President Kennedy was murdered in November 1963. President Nixon resigned in August 1974. Both men had selected steady and seasoned men as their vice presidents who could take over at a moment’s notice. Lyndon Johnson did so while the nation grieved JFK’s death and Gerald Ford took the oath after Nixon’s resignation and reassured us that “Our long, national nightmare is over. The Constitution works.”

Presidential nominees have picked well since FDR’s time. Some have chosen not so well, as Frank notes.

But the notion that vice presidency — in the (sanitized) words of Texan John Nance Garner — “isn’t worth a bucket of warm spit” was laid to rest forever when Harry Truman was handed the keys to the Oval Office.

We’ll be sure to keep this in mind when the next nominees for president pick their VPs.

 

Al Gore for president?

Ezra Klein is a bright young man. He’s a frequent TV news talk show guest and once contributed essays to the Washington Post.

He now writes for Vox — and he’s put forward a patently absurd, but still interesting idea: Al Gore should run for president of the United States.

Yeah, that Al Gore. The former two-term vice president who collected more popular votes than Texas Gov. George W. Bush in 2000, only to lose the presidency when the Supreme Court ruled 5-4 to stop counting the ballots in Florida, which went to Bush and gave him the presidency.

http://www.vox.com/2015/3/16/8220537/al-gore-president-2016

What commends Gore to make the race? According to Klein, he has more unique ideas on how to govern than any of the other so-called alternatives to Hillary Rodham Clinton.

Klein agrees with Gore that climate change is an international concern. He thinks Gore is credible on the issue and can make the case eloquently using the White House as his bully pulpit.
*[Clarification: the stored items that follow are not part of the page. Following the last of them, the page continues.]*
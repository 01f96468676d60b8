pub mod args;
mod structs;

pub use args::{Cli, Command};
pub use structs::*;
//! Scripted in-memory database shared by the integration tests.

#![allow(dead_code)]

use async_trait::async_trait;
use std::collections::HashMap;
use std::sync::atomic::{AtomicBool, AtomicU32, AtomicU64, Ordering};
use std::sync::{Arc, Mutex};
use std::time::Duration;

use hrms_exporter::errors::{ExporterError, Result};
use hrms_exporter::source::{Connection, Connector, QuerySpec, ResultRow, RetryPolicy};

/// Policy with the production attempt count and a negligible backoff.
pub fn fast_policy() -> RetryPolicy {
    RetryPolicy {
        max_attempts: 3,
        backoff: Duration::from_millis(1),
    }
}

#[derive(Default)]
pub struct FakeDatabase {
    rows: Mutex<HashMap<&'static str, Vec<ResultRow>>>,
    fail_fetches: AtomicU32,
    fail_connects: AtomicU32,
    always_fail: AtomicBool,
    epoch: AtomicU32,
    fetch_delay_ms: AtomicU64,
    pub connects: AtomicU32,
    pub fetches: AtomicU32,
    pub closes: AtomicU32,
}

impl FakeDatabase {
    pub fn new() -> Arc<Self> {
        Arc::new(Self::default())
    }

    pub fn set_rows(&self, query: &'static str, rows: Vec<ResultRow>) {
        self.rows.lock().unwrap().insert(query, rows);
    }

    /// The next `n` fetches fail.
    pub fn fail_next_fetches(&self, n: u32) {
        self.fail_fetches.store(n, Ordering::SeqCst);
    }

    /// The next `n` connection attempts fail.
    pub fn fail_next_connects(&self, n: u32) {
        self.fail_connects.store(n, Ordering::SeqCst);
    }

    /// Every connect and fetch fails from now on.
    pub fn fail_always(&self) {
        self.always_fail.store(true, Ordering::SeqCst);
    }

    /// Every fetch waits this long before answering.
    pub fn set_fetch_delay(&self, delay: Duration) {
        self.fetch_delay_ms
            .store(delay.as_millis() as u64, Ordering::SeqCst);
    }

    /// Mark every open connection as closed by the server.
    pub fn sever_connections(&self) {
        self.epoch.fetch_add(1, Ordering::SeqCst);
    }

    pub fn connects(&self) -> u32 {
        self.connects.load(Ordering::SeqCst)
    }

    pub fn fetches(&self) -> u32 {
        self.fetches.load(Ordering::SeqCst)
    }

    pub fn closes(&self) -> u32 {
        self.closes.load(Ordering::SeqCst)
    }

    fn should_fail(&self, counter: &AtomicU32) -> bool {
        self.always_fail.load(Ordering::SeqCst)
            || counter
                .fetch_update(Ordering::SeqCst, Ordering::SeqCst, |n| n.checked_sub(1))
                .is_ok()
    }
}

pub struct FakeConnector(pub Arc<FakeDatabase>);

#[async_trait]
impl Connector for FakeConnector {
    async fn connect(&self) -> Result<Box<dyn Connection>> {
        self.0.connects.fetch_add(1, Ordering::SeqCst);
        if self.0.should_fail(&self.0.fail_connects) {
            return Err(ExporterError::database_connection("connection refused"));
        }
        Ok(Box::new(FakeConnection {
            db: self.0.clone(),
            epoch: self.0.epoch.load(Ordering::SeqCst),
            closed: AtomicBool::new(false),
        }))
    }

    fn target(&self) -> String {
        "fake:5432/hrms_master".to_string()
    }
}

struct FakeConnection {
    db: Arc<FakeDatabase>,
    epoch: u32,
    closed: AtomicBool,
}

#[async_trait]
impl Connection for FakeConnection {
    fn is_closed(&self) -> bool {
        self.closed.load(Ordering::SeqCst) || self.db.epoch.load(Ordering::SeqCst) != self.epoch
    }

    async fn fetch(&self, query: &QuerySpec) -> Result<Vec<ResultRow>> {
        self.db.fetches.fetch_add(1, Ordering::SeqCst);
        let delay = self.db.fetch_delay_ms.load(Ordering::SeqCst);
        if delay > 0 {
            tokio::time::sleep(Duration::from_millis(delay)).await;
        }
        if self.db.should_fail(&self.db.fail_fetches) {
            return Err(ExporterError::query_failed(format!(
                "server closed the connection during '{}'",
                query.name
            )));
        }
        Ok(self
            .db
            .rows
            .lock()
            .unwrap()
            .get(query.name)
            .cloned()
            .unwrap_or_default())
    }

    async fn close(&self) {
        self.closed.store(true, Ordering::SeqCst);
        self.db.closes.fetch_add(1, Ordering::SeqCst);
    }
}

pub fn performance_row() -> ResultRow {
    ResultRow::new()
        .with("cache_hit_ratio", 97.5)
        .with("active_connections", 12i64)
        .with("idle_connections", 3i64)
        .with("total_connections", 15i64)
        .with("transactions_per_sec", 450.2)
        .with("queries_per_sec", 900.1)
        .with("avg_query_time_ms", 2.3)
        .with("slow_queries_count", 1i64)
        .with("deadlocks_count", 0i64)
        .with("rollback_ratio", 0.01)
}

pub fn endpoint_row(endpoint: &str, requests: f64) -> ResultRow {
    ResultRow::new()
        .with("endpoint", endpoint)
        .with("request_count", requests)
        .with("avg_response_time", 42.0)
        .with("error_5xx", 1.0)
        .with("error_4xx", 2.0)
}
Does he have drawbacks? Oh sure.

Klein writes: “The problem with a Gore candidacy, to be blunt, is Gore. He can be a wooden candidate. His relationship with the press is challenging, to say the least. He is an aging politician in a country that loves new faces. His finances are complicated, and he made an insane sum of money by selling his cable network to Al Jazeera. His divorce from Tipper Gore means his personal life isn’t the storybook it once was. He is loathed by conservatives, who find his environmentalism to be rank hypocrisy from a jet-setting, Davos-attending mansion dweller — as politically polarized as concern over climate change already is, Gore could polarize it yet further.”

Klein’s essay attached to this blog post is worth your time.

I’m hoping Al Gore reads it and gives the notion Klein puts forth some thought.